BogRollBOGOF · 09/01/2021 00:09

@MH1111

Closing the schools has just shunted problems from teachers to different areas of society. Many schools are still 50% full, some 70-80%
Ours is scraping 20% if that and claiming they are too full for 2 KW parents and SENs.

At least this time the work that they are sending home has some resources and is legible, so that's a nice improvement. And I've had a phonecall this week so that's matched contact from the previous four months when they quietly got on without checking on a child with multiple SENs who submitted not a jot of work.

And they wonder why I say I'm struggling when it takes 2 hours of rumbling meltdown to do 20 minutes of work that I differentiated to make it accessible to him while also doing battle with a supposedly NT younger sibling who is also a reluctant learner.

I'm just trying to limit the damage being done to my family.

christinarossetti19 · 09/01/2021 00:29

I'm not sure that 'the problem' has been shunted anywhere, certainly not away from teachers.

Teachers are are doing some combination of remote and live teaching, with all the prep and marking that involves and if they're teaching an exam year have the additional perk of not being to answer any questions that their pupils might have about how they will be assessed.

If they're on site, numbers of children are still quite high in some schools making social distancing impossible (although the DfE do say that it's only to do done if 'possible'...) thus continuing the pre-Xmas trend of schools being the main route of community transmission.

And 'the problem' hasn't shifted, it's grown. The NHS is really, really struggling and the UK recorded 1,300+ deaths today.

BustopherPonsonbyJones · 09/01/2021 00:34

@compulsiveliar2019
But if other people’s decisions impact on my health or my friends’ health, surely I can judge? I don’t feel the need to die or suffer serious illness because someone else is bored having noisy children in the house and wants some peace and quiet (a reason I have seen given).

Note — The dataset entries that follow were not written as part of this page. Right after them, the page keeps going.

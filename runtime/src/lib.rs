//! # Seatsweep Runtime
//!
//! Runtime implementation for seatsweep reducers.
//!
//! This crate provides the Store that coordinates reducer execution and effect
//! handling for a single virtual user.
//!
//! ## Core Components
//!
//! - **Store**: Owns state, runs the reducer, executes effects
//! - **Feedback Loop**: Actions produced by effects are fed back to the reducer
//!   until no effect is pending
//! - **Shutdown**: A shared signal that stops feedback across many stores
//!
//! ## Example
//!
//! ```ignore
//! use seatsweep_runtime::Store;
//!
//! let store = Store::new(UserState::default(), VirtualUserReducer::new(), env);
//!
//! // Runs the user until its reducer stops producing effects
//! store.send(UserAction::Tick).await?;
//!
//! let attempts = store.state(|s| s.counters.attempts).await;
//! ```

use seatsweep_core::{effect::Effect, reducer::Reducer};
use std::sync::Arc;
use tokio::sync::RwLock;

/// Prometheus metrics for observability
pub mod metrics;

pub use store::Store;
pub use shutdown::Shutdown;

/// Error types for the Store runtime
pub mod error {
    use thiserror::Error;

    /// Errors that can occur during Store operations
    #[derive(Error, Debug, Clone, PartialEq, Eq)]
    pub enum StoreError {
        /// Store is shutting down and not accepting new actions
        ///
        /// This error is returned when `send()` is called after shutdown was triggered.
        #[error("Store is shutting down")]
        ShutdownInProgress,
    }
}

/// Shutdown signalling shared between stores
pub mod shutdown {
    use std::sync::Arc;
    use tokio::sync::watch;

    /// One-way shutdown signal.
    ///
    /// Clones observe the same signal, so a single [`Shutdown::trigger`] stops
    /// every store built with [`Store::with_shutdown`](crate::Store::with_shutdown).
    /// Once triggered it stays triggered.
    #[derive(Debug, Clone)]
    pub struct Shutdown {
        tx: Arc<watch::Sender<bool>>,
    }

    impl Shutdown {
        /// Create a new, untriggered signal.
        #[must_use]
        pub fn new() -> Self {
            let (tx, _rx) = watch::channel(false);
            Self { tx: Arc::new(tx) }
        }

        /// Trigger the signal. Idempotent.
        pub fn trigger(&self) {
            let previous = self.tx.send_replace(true);
            if !previous {
                tracing::info!("Shutdown triggered");
            }
        }

        /// Whether the signal has been triggered.
        #[must_use]
        pub fn is_triggered(&self) -> bool {
            *self.tx.borrow()
        }

        /// Resolve once the signal is triggered.
        pub async fn triggered(&self) {
            let mut rx = self.tx.subscribe();
            // The sender lives in `self`, so the channel cannot close while we wait.
            let _ = rx.wait_for(|triggered| *triggered).await;
        }
    }

    impl Default for Shutdown {
        fn default() -> Self {
            Self::new()
        }
    }
}

/// Store module - the runtime for one reducer instance
pub mod store {
    use super::{Arc, Effect, Reducer, RwLock};
    use crate::error::StoreError;
    use crate::shutdown::Shutdown;
    use std::collections::VecDeque;

    /// The Store - runtime coordinator for a reducer
    ///
    /// The Store manages:
    /// 1. State (behind `RwLock` so observers can read while the loop runs)
    /// 2. Reducer (state machine logic)
    /// 3. Environment (injected dependencies)
    /// 4. Effect execution (with feedback loop)
    ///
    /// Effects are executed inline by the task that called [`Store::send`].
    /// A virtual user is one task driving one store, so its iterations never
    /// overlap: the next action is only reduced once the effects of the
    /// previous one have produced it.
    ///
    /// # Type Parameters
    ///
    /// - `S`: State type
    /// - `A`: Action type
    /// - `E`: Environment type
    /// - `R`: Reducer implementation
    pub struct Store<S, A, E, R>
    where
        R: Reducer<State = S, Action = A, Environment = E>,
    {
        state: Arc<RwLock<S>>,
        reducer: R,
        environment: E,
        shutdown: Shutdown,
    }

    impl<S, A, E, R> Store<S, A, E, R>
    where
        R: Reducer<State = S, Action = A, Environment = E> + Send + Sync,
        A: Send + std::fmt::Debug,
        S: Send + Sync,
        E: Send + Sync,
    {
        /// Create a new store with initial state, reducer, and environment
        ///
        /// The store gets its own shutdown signal; use [`Store::with_shutdown`]
        /// to share one across stores.
        #[must_use]
        pub fn new(initial_state: S, reducer: R, environment: E) -> Self {
            Self {
                state: Arc::new(RwLock::new(initial_state)),
                reducer,
                environment,
                shutdown: Shutdown::new(),
            }
        }

        /// Replace the shutdown signal with a shared one
        #[must_use]
        pub fn with_shutdown(mut self, shutdown: Shutdown) -> Self {
            self.shutdown = shutdown;
            self
        }

        /// Trigger this store's shutdown signal
        ///
        /// Pending delays are cut short and no further actions are reduced.
        /// Effects already awaiting a network call finish, but their resulting
        /// actions are dropped.
        pub fn shutdown(&self) {
            self.shutdown.trigger();
        }

        /// Whether the shutdown signal has been triggered
        #[must_use]
        pub fn is_shutting_down(&self) -> bool {
            self.shutdown.is_triggered()
        }

        /// Send an action and run the feedback loop to completion
        ///
        /// The action is reduced, the returned effects are executed, and every
        /// action they produce is reduced in turn (FIFO) until the reducer
        /// returns no more work or shutdown is triggered.
        ///
        /// # Errors
        ///
        /// Returns [`StoreError::ShutdownInProgress`] if shutdown was triggered
        /// before the action was accepted.
        #[tracing::instrument(skip(self, action), name = "store_send")]
        pub async fn send(&self, action: A) -> Result<(), StoreError> {
            if self.shutdown.is_triggered() {
                return Err(StoreError::ShutdownInProgress);
            }

            let mut pending = VecDeque::from([action]);

            while let Some(action) = pending.pop_front() {
                if self.shutdown.is_triggered() {
                    tracing::debug!(
                        dropped = pending.len() + 1,
                        "Shutdown triggered, dropping pending actions"
                    );
                    break;
                }

                tracing::trace!(?action, "Reducing action");
                let effects = {
                    let mut state = self.state.write().await;
                    self.reducer.reduce(&mut state, action, &self.environment)
                };
                metrics::counter!("store.actions.processed").increment(1);

                for effect in effects {
                    pending.extend(self.execute_effect(effect).await);
                }
            }

            Ok(())
        }

        /// Read state via a closure
        pub async fn state<F, T>(&self, f: F) -> T
        where
            F: FnOnce(&S) -> T,
        {
            let state = self.state.read().await;
            f(&*state)
        }

        /// Execute one effect and return the action it produces, if any
        ///
        /// - `None`: No-op
        /// - `Future`: Awaits the computation, yields its action if `Some`
        /// - `Delay`: Sleeps, then yields the action (cut short by shutdown)
        async fn execute_effect(&self, effect: Effect<A>) -> Option<A> {
            metrics::counter!("store.effects.executed", "type" => effect.kind()).increment(1);

            match effect {
                Effect::None => None,
                Effect::Future(fut) => fut.await,
                Effect::Delay { duration, action } => {
                    tracing::trace!(?duration, "Executing Effect::Delay");
                    tokio::select! {
                        () = tokio::time::sleep(duration) => Some(*action),
                        () = self.shutdown.triggered() => None,
                    }
                },
            }
        }
    }
}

It’s easier to be kind if you are sacrificing someone else.

christinarossetti19 · 09/01/2021 00:36

@BustopherPonsonbyJones

Your paramedics being called out for a toothache analogy upthread was spot on.

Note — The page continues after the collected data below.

//! Business metrics for the seat sweep.
//!
//! # Exported Metrics
//!
//! ## Counters
//! - `seatsweep_purchases_total{status}` - Purchase attempts by outcome (`created`, `failed`)
//! - `seatsweep_verifications_total{status}` - Verification reads by outcome (`confirmed`, `failed`)
//! - `seatsweep_users_stopped_total` - Virtual users that observed an empty queue
//!
//! ## Gauges
//! - `seatsweep_seats_seeded` - Seats placed in the queue at start
//! - `seatsweep_seats_remaining` - Seats not yet handed to a user
//!
//! ## Histograms
//! - `seatsweep_purchase_duration_seconds` - Purchase round-trip time

use metrics::{describe_counter, describe_gauge, describe_histogram};

/// Initialize and register all business metrics descriptions.
///
/// Call once at start-up, before any metric is recorded.
pub fn register_loadtest_metrics() {
    describe_counter!(
        "seatsweep_purchases_total",
        "Purchase attempts by outcome (created, failed)"
    );
    describe_histogram!(
        "seatsweep_purchase_duration_seconds",
        "Time taken by one purchase request"
    );
    describe_counter!(
        "seatsweep_verifications_total",
        "Verification reads by outcome (confirmed, failed)"
    );
    describe_counter!(
        "seatsweep_users_stopped_total",
        "Virtual users that found the seat queue empty"
    );
    describe_gauge!("seatsweep_seats_seeded", "Seats seeded into the queue");
    describe_gauge!(
        "seatsweep_seats_remaining",
        "Seats still waiting for a virtual user"
    );

    tracing::info!("Load test metrics registered");
}

// ============================================================================
// Metric Recording Functions
// ============================================================================

/// Record the queue being seeded.
#[allow(clippy::cast_precision_loss)] // gauge values
pub fn record_seats_seeded(seeded: usize) {
    metrics::gauge!("seatsweep_seats_seeded").set(seeded as f64);
    metrics::gauge!("seatsweep_seats_remaining").set(seeded as f64);
}

/// Record one seat leaving the queue.
pub fn record_seat_taken() {
    metrics::gauge!("seatsweep_seats_remaining").decrement(1.0);
}

/// Record a purchase answered with "created".
pub fn record_purchase_created(duration_secs: f64) {
    metrics::counter!("seatsweep_purchases_total", "status" => "created").increment(1);
    metrics::histogram!("seatsweep_purchase_duration_seconds").record(duration_secs);
}

/// Record a purchase that was not created.
pub fn record_purchase_failed(duration_secs: f64) {
    metrics::counter!("seatsweep_purchases_total", "status" => "failed").increment(1);
    metrics::histogram!("seatsweep_purchase_duration_seconds").record(duration_secs);
}

/// Record the outcome of a verification read.
pub fn record_verification(confirmed: bool) {
    let status = if confirmed { "confirmed" } else { "failed" };
    metrics::counter!("seatsweep_verifications_total", "status" => status).increment(1);
}

/// Record a virtual user stopping.
pub fn record_user_stopped() {
    metrics::counter!("seatsweep_users_stopped_total").increment(1);
}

PyongyangKipperbang · 09/01/2021 00:44

DS (15) was a proper fucking arsehole for the first two months of Lockdown 1. When school rang about his lack of engagement in online learning, I told them and they said that he could come in to school. So I sent him.

This time I emailed straight away and said I didnt want to get into hat again and could he come in, they said yes immediately.

Then DD's school called and said that as she is a FSM kid they were offering her a place as a vulnerable child. So we discussed it and said yes (she is primary age) as her MH during the last big lockdown did a real dive. I dont care if that makes me selfish, her MH is a bigger risk to her long term than the very small risk she has from Covid.

I didnt ask, they offered.

toocold54 · 09/01/2021 00:44

Everybody is struggling in different ways.

Everyone is struggling trying to juggle wfh and homeschooling but not everyone can send their child in else they’d be no point in the schools being closed. Btw I am a single parent key worker and can’t get a place.

Read the threads on here from people who don’t have children and they are still struggling with all the different changes.

No one needs to worry that their child is missing out on school education when there are so many more things that can be taught at home - cooking, sewing, changing a tire, gardening, reading together etc

BluebellsGreenbells · 09/01/2021 00:56

No one needs to worry that their child is missing out on school education when there are so many more things that can be taught at home - cooking, sewing, changing a tire, gardening, reading together etc

How are the parents working from home able to do that? If they can’t keep up with the national curriculum?

More pressure to be the perfect parent?